> [WHAT YOU NEED TO DO] Check every line of the entries for the string "oneshot" and return the ones that contain it.

STORED DATA Block Start

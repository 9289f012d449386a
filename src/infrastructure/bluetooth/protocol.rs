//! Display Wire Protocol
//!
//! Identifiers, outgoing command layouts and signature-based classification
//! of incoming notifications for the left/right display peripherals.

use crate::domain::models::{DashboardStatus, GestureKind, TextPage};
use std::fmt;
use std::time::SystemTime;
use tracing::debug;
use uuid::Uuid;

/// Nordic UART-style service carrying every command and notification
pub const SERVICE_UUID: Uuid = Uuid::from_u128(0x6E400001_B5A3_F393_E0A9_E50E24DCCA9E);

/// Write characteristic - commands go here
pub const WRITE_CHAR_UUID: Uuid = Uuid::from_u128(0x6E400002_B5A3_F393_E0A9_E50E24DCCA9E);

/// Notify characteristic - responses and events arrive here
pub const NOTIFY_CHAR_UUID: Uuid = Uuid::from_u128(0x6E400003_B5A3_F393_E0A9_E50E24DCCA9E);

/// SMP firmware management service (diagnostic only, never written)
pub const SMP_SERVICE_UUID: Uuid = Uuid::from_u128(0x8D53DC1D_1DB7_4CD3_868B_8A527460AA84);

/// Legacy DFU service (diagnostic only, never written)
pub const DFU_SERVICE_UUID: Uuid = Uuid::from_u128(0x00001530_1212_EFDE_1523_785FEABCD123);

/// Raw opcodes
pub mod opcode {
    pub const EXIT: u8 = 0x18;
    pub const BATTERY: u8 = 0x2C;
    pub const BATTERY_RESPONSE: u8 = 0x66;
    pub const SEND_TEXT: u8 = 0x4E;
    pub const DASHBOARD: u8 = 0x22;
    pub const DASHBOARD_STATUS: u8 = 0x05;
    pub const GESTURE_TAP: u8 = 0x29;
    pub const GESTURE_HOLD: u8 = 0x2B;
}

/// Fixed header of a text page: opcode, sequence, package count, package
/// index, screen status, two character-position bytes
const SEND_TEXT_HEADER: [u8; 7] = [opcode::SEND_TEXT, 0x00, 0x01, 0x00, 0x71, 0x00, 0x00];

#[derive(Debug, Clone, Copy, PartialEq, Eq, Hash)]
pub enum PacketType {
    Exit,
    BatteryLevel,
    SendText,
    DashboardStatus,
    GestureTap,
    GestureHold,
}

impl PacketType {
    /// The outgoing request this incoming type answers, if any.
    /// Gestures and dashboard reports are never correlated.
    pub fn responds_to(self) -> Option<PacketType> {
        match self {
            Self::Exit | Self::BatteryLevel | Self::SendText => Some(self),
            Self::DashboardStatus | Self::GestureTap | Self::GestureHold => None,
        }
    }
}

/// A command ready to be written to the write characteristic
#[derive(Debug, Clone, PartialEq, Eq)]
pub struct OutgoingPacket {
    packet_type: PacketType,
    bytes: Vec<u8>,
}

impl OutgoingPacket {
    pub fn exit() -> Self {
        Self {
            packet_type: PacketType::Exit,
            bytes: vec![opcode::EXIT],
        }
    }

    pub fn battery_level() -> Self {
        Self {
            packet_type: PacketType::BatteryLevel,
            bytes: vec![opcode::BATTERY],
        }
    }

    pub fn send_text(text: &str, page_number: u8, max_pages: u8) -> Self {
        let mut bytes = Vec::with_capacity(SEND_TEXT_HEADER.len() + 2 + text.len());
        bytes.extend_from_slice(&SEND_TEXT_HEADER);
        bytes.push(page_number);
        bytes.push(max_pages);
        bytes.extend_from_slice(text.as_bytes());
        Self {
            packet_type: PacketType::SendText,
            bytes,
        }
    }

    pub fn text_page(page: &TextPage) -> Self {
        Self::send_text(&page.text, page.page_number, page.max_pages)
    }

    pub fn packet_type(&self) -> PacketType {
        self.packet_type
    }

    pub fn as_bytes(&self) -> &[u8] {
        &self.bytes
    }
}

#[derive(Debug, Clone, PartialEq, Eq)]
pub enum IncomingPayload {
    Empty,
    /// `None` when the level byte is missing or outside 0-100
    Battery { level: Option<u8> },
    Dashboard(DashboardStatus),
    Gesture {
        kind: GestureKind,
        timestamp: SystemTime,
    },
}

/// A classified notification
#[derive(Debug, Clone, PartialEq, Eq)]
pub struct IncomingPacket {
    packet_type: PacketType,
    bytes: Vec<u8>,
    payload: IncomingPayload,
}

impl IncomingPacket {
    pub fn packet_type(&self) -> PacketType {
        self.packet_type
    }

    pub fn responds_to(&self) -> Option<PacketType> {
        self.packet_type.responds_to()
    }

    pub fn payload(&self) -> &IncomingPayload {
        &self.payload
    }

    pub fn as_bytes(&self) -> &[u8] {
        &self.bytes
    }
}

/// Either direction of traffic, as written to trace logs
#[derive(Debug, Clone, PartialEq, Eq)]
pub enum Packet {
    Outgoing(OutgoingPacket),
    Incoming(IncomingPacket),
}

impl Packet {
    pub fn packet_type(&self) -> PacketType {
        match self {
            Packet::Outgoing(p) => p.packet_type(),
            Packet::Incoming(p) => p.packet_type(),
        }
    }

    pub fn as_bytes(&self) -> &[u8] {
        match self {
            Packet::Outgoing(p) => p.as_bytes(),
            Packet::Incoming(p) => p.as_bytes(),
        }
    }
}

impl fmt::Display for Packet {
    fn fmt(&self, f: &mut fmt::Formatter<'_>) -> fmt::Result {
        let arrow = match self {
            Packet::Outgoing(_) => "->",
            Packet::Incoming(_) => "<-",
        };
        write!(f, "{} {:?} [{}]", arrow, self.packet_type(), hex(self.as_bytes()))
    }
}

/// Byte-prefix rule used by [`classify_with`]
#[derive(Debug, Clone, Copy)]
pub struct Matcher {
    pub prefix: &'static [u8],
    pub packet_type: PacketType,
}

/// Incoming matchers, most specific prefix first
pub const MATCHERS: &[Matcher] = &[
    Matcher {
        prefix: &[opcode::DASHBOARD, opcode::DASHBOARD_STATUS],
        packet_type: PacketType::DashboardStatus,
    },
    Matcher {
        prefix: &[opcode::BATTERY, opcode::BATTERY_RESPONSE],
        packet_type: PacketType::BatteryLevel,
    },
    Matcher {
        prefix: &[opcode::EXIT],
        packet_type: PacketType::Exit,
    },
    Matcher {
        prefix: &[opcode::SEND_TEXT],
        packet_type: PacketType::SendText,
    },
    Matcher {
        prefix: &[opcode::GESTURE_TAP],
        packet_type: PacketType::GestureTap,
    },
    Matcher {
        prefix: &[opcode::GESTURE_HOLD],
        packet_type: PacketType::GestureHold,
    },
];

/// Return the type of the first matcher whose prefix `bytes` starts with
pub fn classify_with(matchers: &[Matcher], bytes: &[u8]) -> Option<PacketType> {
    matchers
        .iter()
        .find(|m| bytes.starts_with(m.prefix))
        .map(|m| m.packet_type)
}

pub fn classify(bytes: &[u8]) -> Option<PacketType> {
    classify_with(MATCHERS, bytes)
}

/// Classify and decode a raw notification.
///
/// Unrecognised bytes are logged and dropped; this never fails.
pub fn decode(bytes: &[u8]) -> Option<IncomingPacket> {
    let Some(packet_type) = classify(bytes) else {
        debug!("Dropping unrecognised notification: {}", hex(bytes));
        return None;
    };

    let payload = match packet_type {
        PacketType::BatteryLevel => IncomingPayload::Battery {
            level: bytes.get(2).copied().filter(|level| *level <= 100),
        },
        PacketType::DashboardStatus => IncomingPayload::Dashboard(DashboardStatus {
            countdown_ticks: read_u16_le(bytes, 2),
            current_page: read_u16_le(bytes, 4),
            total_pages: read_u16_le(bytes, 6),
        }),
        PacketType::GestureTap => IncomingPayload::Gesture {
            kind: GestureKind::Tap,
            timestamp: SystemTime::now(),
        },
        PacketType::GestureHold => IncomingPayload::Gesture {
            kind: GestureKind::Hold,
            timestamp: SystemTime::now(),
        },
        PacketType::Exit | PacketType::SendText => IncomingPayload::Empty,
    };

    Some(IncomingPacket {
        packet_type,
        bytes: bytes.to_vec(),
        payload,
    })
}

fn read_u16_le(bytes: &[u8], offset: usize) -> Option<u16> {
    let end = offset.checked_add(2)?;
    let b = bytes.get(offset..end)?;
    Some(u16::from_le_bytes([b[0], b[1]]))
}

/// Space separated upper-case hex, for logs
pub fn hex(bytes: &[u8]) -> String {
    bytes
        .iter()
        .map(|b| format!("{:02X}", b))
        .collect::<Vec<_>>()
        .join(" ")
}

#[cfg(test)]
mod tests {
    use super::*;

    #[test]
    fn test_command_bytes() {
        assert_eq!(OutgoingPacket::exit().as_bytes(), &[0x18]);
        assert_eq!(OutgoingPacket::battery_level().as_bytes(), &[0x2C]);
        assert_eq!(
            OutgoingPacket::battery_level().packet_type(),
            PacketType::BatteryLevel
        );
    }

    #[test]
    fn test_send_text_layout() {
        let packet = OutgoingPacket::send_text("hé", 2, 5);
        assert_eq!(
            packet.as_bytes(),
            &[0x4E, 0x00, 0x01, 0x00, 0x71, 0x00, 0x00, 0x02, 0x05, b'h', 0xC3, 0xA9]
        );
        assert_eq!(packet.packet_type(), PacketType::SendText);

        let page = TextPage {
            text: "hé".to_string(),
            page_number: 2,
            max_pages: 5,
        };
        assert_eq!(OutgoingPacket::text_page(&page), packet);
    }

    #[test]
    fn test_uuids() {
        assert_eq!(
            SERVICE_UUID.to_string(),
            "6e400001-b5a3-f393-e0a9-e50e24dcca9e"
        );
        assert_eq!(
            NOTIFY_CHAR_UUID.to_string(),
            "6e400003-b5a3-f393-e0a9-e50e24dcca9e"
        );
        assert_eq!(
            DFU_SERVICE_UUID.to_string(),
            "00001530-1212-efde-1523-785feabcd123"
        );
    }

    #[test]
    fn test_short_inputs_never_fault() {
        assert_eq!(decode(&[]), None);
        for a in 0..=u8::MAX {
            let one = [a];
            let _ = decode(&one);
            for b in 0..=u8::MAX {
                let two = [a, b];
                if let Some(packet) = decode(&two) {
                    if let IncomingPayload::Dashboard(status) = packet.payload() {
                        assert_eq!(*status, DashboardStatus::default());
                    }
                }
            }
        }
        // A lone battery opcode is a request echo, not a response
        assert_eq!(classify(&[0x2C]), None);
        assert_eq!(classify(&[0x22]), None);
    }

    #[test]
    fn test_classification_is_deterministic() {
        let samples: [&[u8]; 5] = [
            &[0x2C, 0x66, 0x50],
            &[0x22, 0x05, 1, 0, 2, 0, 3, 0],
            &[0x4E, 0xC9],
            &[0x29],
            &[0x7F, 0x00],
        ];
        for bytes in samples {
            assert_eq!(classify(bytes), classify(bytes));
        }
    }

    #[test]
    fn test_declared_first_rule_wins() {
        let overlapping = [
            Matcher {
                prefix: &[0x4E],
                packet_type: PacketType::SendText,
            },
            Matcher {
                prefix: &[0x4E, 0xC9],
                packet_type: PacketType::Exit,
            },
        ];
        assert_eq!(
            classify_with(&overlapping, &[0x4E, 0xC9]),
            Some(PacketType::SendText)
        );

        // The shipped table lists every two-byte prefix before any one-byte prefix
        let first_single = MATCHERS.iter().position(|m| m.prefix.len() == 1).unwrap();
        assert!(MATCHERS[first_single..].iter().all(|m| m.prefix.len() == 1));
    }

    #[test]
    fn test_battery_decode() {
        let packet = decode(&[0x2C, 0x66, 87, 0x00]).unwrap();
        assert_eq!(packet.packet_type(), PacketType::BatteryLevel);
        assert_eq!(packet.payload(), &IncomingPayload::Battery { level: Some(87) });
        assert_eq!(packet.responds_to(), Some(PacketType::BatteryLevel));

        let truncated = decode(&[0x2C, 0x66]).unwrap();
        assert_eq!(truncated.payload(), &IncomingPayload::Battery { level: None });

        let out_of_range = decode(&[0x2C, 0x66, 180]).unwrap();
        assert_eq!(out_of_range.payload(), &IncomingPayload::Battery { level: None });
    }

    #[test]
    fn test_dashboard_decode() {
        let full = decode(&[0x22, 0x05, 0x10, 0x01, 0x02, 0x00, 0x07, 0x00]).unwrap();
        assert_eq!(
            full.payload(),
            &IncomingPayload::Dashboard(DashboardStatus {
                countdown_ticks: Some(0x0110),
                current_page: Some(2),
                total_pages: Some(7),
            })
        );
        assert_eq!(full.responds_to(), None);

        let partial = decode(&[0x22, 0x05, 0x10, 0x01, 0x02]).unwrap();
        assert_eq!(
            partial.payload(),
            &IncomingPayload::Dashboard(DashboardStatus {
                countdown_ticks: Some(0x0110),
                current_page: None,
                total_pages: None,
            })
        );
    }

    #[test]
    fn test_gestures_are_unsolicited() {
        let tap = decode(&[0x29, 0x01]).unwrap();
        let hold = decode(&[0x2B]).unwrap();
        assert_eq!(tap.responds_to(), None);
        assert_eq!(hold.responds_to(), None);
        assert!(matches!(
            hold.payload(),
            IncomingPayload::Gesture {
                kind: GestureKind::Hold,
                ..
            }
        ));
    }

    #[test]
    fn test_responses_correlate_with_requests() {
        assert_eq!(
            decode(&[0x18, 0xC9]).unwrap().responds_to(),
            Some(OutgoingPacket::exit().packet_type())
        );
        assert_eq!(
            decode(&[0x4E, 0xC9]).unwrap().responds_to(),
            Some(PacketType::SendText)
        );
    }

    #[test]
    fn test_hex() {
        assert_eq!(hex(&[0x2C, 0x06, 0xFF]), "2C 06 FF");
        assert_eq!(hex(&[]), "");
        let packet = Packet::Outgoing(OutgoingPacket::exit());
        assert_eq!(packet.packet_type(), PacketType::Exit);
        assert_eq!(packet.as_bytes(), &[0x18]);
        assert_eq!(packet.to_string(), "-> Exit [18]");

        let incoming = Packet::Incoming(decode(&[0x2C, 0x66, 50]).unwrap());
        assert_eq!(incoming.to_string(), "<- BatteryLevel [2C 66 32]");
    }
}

STORED DATA Block End
STORED DATA Block Start

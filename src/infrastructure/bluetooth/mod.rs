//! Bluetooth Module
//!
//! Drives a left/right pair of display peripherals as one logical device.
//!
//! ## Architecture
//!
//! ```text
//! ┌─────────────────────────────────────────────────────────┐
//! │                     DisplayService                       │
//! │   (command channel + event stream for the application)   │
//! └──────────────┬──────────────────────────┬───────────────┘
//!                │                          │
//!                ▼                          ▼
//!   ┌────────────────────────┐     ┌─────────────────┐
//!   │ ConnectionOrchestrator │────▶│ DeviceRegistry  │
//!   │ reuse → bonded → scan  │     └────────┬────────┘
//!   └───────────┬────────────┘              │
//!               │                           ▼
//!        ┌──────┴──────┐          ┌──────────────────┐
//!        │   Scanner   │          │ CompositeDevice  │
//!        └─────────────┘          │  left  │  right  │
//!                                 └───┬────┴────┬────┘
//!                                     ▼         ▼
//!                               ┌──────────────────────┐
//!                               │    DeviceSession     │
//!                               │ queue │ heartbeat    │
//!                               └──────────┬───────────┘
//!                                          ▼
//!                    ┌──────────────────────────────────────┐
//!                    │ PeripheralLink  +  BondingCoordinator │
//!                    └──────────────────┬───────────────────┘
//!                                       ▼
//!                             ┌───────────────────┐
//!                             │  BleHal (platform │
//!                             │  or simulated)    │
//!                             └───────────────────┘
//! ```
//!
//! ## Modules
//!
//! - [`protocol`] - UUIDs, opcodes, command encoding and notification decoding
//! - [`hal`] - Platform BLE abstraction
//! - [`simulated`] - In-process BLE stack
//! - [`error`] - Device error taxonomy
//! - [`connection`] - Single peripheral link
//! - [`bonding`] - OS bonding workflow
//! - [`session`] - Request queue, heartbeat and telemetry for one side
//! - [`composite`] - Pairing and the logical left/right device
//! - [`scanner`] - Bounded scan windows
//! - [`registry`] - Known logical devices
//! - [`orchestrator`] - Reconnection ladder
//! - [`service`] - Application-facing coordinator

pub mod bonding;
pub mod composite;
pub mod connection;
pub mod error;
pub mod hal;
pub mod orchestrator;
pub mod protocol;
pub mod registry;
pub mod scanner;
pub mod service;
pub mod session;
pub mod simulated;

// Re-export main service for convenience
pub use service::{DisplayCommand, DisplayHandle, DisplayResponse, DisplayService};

STORED DATA Block End
STORED DATA Block Start

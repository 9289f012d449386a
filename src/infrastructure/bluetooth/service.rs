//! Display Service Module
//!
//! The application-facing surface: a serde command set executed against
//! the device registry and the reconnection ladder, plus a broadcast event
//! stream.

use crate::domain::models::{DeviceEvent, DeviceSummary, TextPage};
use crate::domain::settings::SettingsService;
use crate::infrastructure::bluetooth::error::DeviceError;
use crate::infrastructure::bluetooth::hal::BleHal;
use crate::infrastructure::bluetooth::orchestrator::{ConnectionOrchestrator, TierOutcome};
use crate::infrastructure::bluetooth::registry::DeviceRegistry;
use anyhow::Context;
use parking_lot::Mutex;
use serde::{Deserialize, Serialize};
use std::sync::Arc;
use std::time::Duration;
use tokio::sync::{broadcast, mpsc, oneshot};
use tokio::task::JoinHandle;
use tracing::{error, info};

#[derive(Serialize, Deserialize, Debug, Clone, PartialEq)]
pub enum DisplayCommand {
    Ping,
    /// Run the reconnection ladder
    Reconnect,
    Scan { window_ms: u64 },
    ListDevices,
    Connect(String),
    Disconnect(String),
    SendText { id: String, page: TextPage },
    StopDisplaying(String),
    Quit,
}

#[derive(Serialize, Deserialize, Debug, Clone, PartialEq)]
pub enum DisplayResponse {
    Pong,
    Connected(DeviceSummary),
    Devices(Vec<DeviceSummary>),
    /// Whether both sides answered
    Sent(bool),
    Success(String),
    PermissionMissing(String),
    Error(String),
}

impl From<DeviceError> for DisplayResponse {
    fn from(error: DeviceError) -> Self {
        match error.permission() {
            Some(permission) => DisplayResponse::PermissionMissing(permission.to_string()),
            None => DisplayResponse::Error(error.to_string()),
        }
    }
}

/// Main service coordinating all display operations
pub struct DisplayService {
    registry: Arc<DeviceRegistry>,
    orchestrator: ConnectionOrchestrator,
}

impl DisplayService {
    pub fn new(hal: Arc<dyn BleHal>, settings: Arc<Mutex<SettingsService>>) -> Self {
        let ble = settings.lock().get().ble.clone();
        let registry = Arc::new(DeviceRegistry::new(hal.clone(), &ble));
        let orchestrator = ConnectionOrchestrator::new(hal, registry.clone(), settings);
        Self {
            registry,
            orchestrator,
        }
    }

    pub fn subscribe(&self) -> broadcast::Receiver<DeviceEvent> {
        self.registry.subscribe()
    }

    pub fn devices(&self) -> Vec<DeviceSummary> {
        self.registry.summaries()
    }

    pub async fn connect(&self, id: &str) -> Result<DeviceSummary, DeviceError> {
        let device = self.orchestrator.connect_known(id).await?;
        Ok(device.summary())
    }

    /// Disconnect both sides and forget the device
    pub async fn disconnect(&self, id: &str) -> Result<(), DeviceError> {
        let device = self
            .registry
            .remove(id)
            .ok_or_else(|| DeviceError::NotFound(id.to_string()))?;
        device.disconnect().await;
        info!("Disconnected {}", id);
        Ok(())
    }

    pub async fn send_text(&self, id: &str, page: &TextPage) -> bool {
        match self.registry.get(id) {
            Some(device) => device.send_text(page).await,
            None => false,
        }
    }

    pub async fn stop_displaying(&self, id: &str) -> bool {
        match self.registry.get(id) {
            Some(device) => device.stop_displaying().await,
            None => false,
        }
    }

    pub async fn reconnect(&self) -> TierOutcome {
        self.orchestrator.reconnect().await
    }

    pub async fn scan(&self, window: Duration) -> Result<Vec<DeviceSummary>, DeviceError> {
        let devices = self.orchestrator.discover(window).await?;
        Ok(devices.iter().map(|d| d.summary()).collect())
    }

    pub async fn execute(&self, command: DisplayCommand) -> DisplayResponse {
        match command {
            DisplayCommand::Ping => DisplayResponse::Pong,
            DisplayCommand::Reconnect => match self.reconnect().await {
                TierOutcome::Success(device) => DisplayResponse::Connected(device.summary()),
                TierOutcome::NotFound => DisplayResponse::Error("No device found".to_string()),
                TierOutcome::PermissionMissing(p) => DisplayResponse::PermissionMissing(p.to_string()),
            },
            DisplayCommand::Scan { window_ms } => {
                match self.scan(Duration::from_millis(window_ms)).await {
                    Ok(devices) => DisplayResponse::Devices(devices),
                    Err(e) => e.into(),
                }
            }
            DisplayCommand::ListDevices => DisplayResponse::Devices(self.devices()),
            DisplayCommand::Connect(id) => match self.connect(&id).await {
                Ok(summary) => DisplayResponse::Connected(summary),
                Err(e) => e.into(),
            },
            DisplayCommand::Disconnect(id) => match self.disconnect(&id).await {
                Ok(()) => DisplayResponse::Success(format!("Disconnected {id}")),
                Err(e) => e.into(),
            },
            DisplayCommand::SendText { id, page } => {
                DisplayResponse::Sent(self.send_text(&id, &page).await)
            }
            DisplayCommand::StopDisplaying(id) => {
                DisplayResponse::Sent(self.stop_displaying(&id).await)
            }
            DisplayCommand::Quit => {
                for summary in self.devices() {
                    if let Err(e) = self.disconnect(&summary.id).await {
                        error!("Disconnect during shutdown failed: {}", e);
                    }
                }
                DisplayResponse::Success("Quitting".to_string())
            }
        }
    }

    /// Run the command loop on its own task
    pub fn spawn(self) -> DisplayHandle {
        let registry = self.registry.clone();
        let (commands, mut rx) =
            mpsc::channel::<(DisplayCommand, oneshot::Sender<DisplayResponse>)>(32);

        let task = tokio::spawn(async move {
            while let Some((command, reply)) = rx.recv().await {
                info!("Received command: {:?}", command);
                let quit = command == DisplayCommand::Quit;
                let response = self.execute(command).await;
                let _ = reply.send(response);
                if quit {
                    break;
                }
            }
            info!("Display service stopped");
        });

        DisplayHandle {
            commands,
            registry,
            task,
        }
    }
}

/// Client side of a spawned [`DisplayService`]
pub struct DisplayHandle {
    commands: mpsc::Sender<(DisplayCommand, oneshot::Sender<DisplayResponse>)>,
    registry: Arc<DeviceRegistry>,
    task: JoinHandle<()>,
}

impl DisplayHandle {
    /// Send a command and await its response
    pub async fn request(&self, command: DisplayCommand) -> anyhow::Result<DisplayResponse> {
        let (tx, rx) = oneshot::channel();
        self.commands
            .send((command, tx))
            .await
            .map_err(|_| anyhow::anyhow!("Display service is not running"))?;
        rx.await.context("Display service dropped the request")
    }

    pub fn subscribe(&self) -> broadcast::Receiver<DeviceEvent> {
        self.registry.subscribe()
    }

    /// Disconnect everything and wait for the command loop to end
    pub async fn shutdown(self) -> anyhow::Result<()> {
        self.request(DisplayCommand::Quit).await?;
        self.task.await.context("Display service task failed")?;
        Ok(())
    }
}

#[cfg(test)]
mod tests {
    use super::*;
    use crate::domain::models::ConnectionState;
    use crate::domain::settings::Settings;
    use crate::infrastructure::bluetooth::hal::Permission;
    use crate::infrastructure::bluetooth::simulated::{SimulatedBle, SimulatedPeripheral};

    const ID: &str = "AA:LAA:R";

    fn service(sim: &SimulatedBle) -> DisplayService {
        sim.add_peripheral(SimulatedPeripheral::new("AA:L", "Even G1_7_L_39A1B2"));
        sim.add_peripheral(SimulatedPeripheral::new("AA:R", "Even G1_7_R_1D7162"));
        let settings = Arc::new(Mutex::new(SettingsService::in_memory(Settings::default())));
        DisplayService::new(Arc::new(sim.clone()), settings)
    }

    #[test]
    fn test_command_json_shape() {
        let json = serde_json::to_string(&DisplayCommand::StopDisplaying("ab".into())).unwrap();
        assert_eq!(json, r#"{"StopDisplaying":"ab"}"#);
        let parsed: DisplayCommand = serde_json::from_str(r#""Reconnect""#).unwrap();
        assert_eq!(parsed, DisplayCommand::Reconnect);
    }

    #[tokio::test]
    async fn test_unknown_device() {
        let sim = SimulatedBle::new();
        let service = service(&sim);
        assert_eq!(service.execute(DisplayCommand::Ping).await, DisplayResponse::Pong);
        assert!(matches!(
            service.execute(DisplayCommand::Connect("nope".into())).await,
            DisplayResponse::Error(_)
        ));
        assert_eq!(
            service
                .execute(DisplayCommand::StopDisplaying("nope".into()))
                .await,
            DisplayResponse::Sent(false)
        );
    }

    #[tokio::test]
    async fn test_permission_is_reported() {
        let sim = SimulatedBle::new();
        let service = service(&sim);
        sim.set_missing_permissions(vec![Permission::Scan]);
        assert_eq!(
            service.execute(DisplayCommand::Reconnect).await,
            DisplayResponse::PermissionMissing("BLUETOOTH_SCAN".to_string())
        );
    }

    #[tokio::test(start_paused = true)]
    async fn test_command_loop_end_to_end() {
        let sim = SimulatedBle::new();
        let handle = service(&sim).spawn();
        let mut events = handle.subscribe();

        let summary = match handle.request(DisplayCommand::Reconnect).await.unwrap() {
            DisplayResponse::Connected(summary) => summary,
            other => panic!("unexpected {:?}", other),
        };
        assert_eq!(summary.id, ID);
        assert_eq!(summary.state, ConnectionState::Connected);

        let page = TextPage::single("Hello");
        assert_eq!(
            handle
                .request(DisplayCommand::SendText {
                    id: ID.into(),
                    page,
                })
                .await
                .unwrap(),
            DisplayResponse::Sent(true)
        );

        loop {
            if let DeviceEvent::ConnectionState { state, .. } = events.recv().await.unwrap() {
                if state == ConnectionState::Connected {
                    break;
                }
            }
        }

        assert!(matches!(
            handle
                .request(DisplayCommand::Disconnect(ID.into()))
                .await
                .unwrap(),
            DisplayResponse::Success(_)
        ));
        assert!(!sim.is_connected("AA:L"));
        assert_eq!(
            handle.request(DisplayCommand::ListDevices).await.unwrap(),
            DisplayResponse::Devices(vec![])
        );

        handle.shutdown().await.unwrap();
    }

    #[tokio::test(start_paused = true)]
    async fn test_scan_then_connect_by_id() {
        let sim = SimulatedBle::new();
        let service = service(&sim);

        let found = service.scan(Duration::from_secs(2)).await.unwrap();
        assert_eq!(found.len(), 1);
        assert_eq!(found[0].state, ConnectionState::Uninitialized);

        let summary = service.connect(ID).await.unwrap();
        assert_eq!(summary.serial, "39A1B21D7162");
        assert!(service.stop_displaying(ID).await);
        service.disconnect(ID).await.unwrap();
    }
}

STORED DATA Block End

> [FINISHED TASK]
use tokio::sync::{broadcast, mpsc, oneshot};
            mpsc::channel::<(DisplayCommand, oneshot::Sender<DisplayResponse>)>(32);
    commands: mpsc::Sender<(DisplayCommand, oneshot::Sender<DisplayResponse>)>,
        let (tx, rx) = oneshot::channel();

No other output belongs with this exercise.